Clinton Tolley on Chantal Wnuk
It is as hard to be against love as it is hard to know what love really is, and it is sometimes hardest to know whether love is something real at all – let alone to know how to love well. Romanticism is at root a faith and hope in love, in its existence, in its power of sustenance, transformation, redemption – of nature, of people, of institutions, of all of history and then some. Chantal Wnuk’s recent paintings give new shape and light to the sideways dialectics that cloud the work of eros and pathos in the vicissitudes of the new century.
The immediate joys of Wnuk’s paintings come from their gentle welcome-ramp into engagement. Her titles often mention certain aspects of the quotidian found within the works (times of day, places nearby, ordinary though emotionally significant actions and experiences). The paintings themselves then deliver just these contents, in the alluringly accessible pictorial language Wnuk has crafted over her years in Houston, Austin, and for the past half-decade, San Diego. The paintings are centered upon largely figurative forms – persons, sole, in couples, sometimes in threes (though usually then two more directly paired, one set off), often in familiar settings (on the beach, in lounge chairs, on sofas, at tables, with drinks in strawed cups nearby), often occupied with their phones – with many of the lines and planes of the figures and especially their surroundings undergoing a soft abstraction, the easing of definition.

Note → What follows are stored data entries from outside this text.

//! 계약 검증 헬퍼 -- 응답이 기대 계약과 일치하는지 확인
//!
//! 각 헬퍼는 실패 시 시나리오명과 기대/실제 값을 담은 [`ContractError`]를
//! 반환합니다. 라이브러리 코드에서는 절대 panic하지 않습니다.
//! 상태 코드를 먼저 확인하고, 그 다음 본문 필드를 확인하는 순서가 관례입니다.

use serde_json::Value;

use restcanary_core::error::ContractError;
use restcanary_core::report::ScenarioKind;
use restcanary_core::types::ApiResponse;

/// JSON 값의 종류를 진단 메시지용 이름으로 돌려줍니다.
fn value_kind(value: &Value) -> &'static str {
    match value {
        Value::Null => "null",
        Value::Bool(_) => "a boolean",
        Value::Number(_) => "a number",
        Value::String(_) => "a string",
        Value::Array(_) => "an array",
        Value::Object(_) => "an object",
    }
}

/// 응답 상태 코드가 기대값과 일치하는지 확인합니다.
pub fn expect_status(
    scenario: ScenarioKind,
    response: &ApiResponse,
    expected: u16,
) -> Result<(), ContractError> {
    if response.status != expected {
        return Err(ContractError::UnexpectedStatus {
            scenario: scenario.name().to_owned(),
            expected,
            actual: response.status,
        });
    }
    Ok(())
}

/// 본문이 비어 있지 않은 JSON 배열인지 확인하고 요소들을 반환합니다.
pub fn expect_non_empty_array<'a>(
    scenario: ScenarioKind,
    body: &'a Value,
) -> Result<&'a [Value], ContractError> {
    let items = body.as_array().ok_or_else(|| ContractError::FieldMismatch {
        scenario: scenario.name().to_owned(),
        field: "body".to_owned(),
        expected: "an array".to_owned(),
        actual: value_kind(body).to_owned(),
    })?;
    if items.is_empty() {
        return Err(ContractError::EmptyCollection {
            scenario: scenario.name().to_owned(),
        });
    }
    Ok(items)
}

/// 필드가 존재하고 null이 아닌지 확인하고 값을 반환합니다.
///
/// 타임스탬프처럼 값 자체가 아니라 "정의되어 있음"이 계약인 필드에
/// 사용합니다.
pub fn expect_field_present<'a>(
    scenario: ScenarioKind,
    value: &'a Value,
    field: &str,
) -> Result<&'a Value, ContractError> {
    match value.get(field) {
        Some(found) if !found.is_null() => Ok(found),
        _ => Err(ContractError::MissingField {
            scenario: scenario.name().to_owned(),
            field: field.to_owned(),
        }),
    }
}

/// 필드 키가 존재하는지 확인합니다 (null 허용).
///
/// presence 모드의 시드 픽스처 검증처럼 키의 존재만이 계약인 경우에
/// 사용합니다. 시드 레코드 일부는 `"data": null`을 반환합니다.
pub fn expect_field_key<'a>(
    scenario: ScenarioKind,
    value: &'a Value,
    field: &str,
) -> Result<&'a Value, ContractError> {
    value.get(field).ok_or_else(|| ContractError::MissingField {
        scenario: scenario.name().to_owned(),
        field: field.to_owned(),
    })
}

/// 필드 값이 기대값과 정확히 일치하는지 확인합니다.
pub fn expect_field_eq(
    scenario: ScenarioKind,
    value: &Value,
    field: &str,
    expected: &Value,
) -> Result<(), ContractError> {
    let actual = expect_field_key(scenario, value, field)?;
    if actual != expected {
        return Err(ContractError::FieldMismatch {
            scenario: scenario.name().to_owned(),
            field: field.to_owned(),
            expected: expected.to_string(),
            actual: actual.to_string(),
        });
    }
    Ok(())
}

/// 필드가 비어 있지 않은 문자열인지 확인하고 그 값을 반환합니다.
///
/// 서버가 부여한 오브젝트 id 검증에 사용합니다. 빈 id는 이후 시나리오를
/// 무효화하므로 계약 위반입니다.
pub fn expect_non_empty_str<'a>(
    scenario: ScenarioKind,
    value: &'a Value,
    field: &str,
) -> Result<&'a str, ContractError> {
    let found = expect_field_present(scenario, value, field)?;
    let text = found.as_str().ok_or_else(|| ContractError::FieldMismatch {
        scenario: scenario.name().to_owned(),
        field: field.to_owned(),
        expected: "a string".to_owned(),
        actual: value_kind(found).to_owned(),
    })?;
    if text.is_empty() {
        return Err(ContractError::FieldMismatch {
            scenario: scenario.name().to_owned(),
            field: field.to_owned(),
            expected: "a non-empty string".to_owned(),
            actual: "\"\"".to_owned(),
        });
    }
    Ok(text)
}
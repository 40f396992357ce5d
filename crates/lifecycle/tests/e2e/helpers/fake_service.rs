//! Wiremock-backed fake of the objects service.
//!
//! [`mount_happy_lifecycle`] wires every endpoint a clean run touches.
//! The GET-by-id mock serves a single response and then stops matching,
//! so the delete verification falls through to the 404 mounted last.

use wiremock::matchers::{body_json, method, path};
use wiremock::{Mock, MockServer, ResponseTemplate};

use restcanary_core::config::{CanaryConfig, ServiceConfig};
use restcanary_lifecycle::catalog;

use super::payloads;

/// Builds a config pointing the runner at the mock server.
pub fn config_for(server: &MockServer) -> CanaryConfig {
    CanaryConfig {
        service: ServiceConfig {
            base_url: server.uri(),
            timeout_secs: 5,
            ..ServiceConfig::default()
        },
        ..CanaryConfig::default()
    }
}

/// Mounts the full happy-path lifecycle for one object id.
///
/// Overrides must be mounted before calling this: wiremock gives
/// precedence to the mock mounted first among those that match.
pub async fn mount_happy_lifecycle(server: &MockServer, id: &str) {
    let object_path = format!("/objects/{id}");

    Mock::given(method("GET"))
        .and(path("/objects"))
        .respond_with(ResponseTemplate::new(200).set_body_json(payloads::seed_list_body()))
        .mount(server)
        .await;

    Mock::given(method("POST"))
        .and(path("/objects"))
        .and(body_json(catalog::create_draft()))
        .respond_with(ResponseTemplate::new(200).set_body_json(payloads::created_body(id)))
        .mount(server)
        .await;

    // Serves the read scenario once, then the 404 below takes over.
    Mock::given(method("GET"))
        .and(path(object_path.clone()))
        .respond_with(ResponseTemplate::new(200).set_body_json(payloads::read_body(id)))
        .up_to_n_times(1)
        .mount(server)
        .await;

    Mock::given(method("PUT"))
        .and(path(object_path.clone()))
        .and(body_json(catalog::replacement_draft()))
        .respond_with(ResponseTemplate::new(200).set_body_json(payloads::replaced_body(id)))
        .mount(server)
        .await;

    Mock::given(method("PATCH"))
        .and(path(object_path.clone()))
        .and(body_json(catalog::rename_patch()))
        .respond_with(ResponseTemplate::new(200).set_body_json(payloads::amended_body(id)))
        .mount(server)
        .await;

    Mock::given(method("DELETE"))
        .and(path(object_path.clone()))
        .respond_with(ResponseTemplate::new(200).set_body_json(payloads::delete_body(id)))
        .mount(server)
        .await;

    Mock::given(method("GET"))
        .and(path(object_path))
        .respond_with(ResponseTemplate::new(404).set_body_json(payloads::not_found_body(id)))
        .mount(server)
        .await;
}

At the same time, however, the scenes are made to bristle, lightly but decidedly, by Wnuk’s heightening other lines of demarcation, through her use especially of color contrasts in the depiction of the source and angles of lighting within the scene, as well as through her orientation of the lines of sight onto, and from, the eyes of the figures themselves. Here Wnuk’s address to the viewer begins to take on further dimensions, as we come to recognize that this second layer of geometry is meant to convey not merely or even primarily a spatial positioning, but rather a social – or better: spiritual – distance present between the viewer and the figures, present among the figures themselves and in their relation to their surroundings. And it is here that Wnuk becomes the acute cartographer of a specific though dense range of the degrees of being alone while being together.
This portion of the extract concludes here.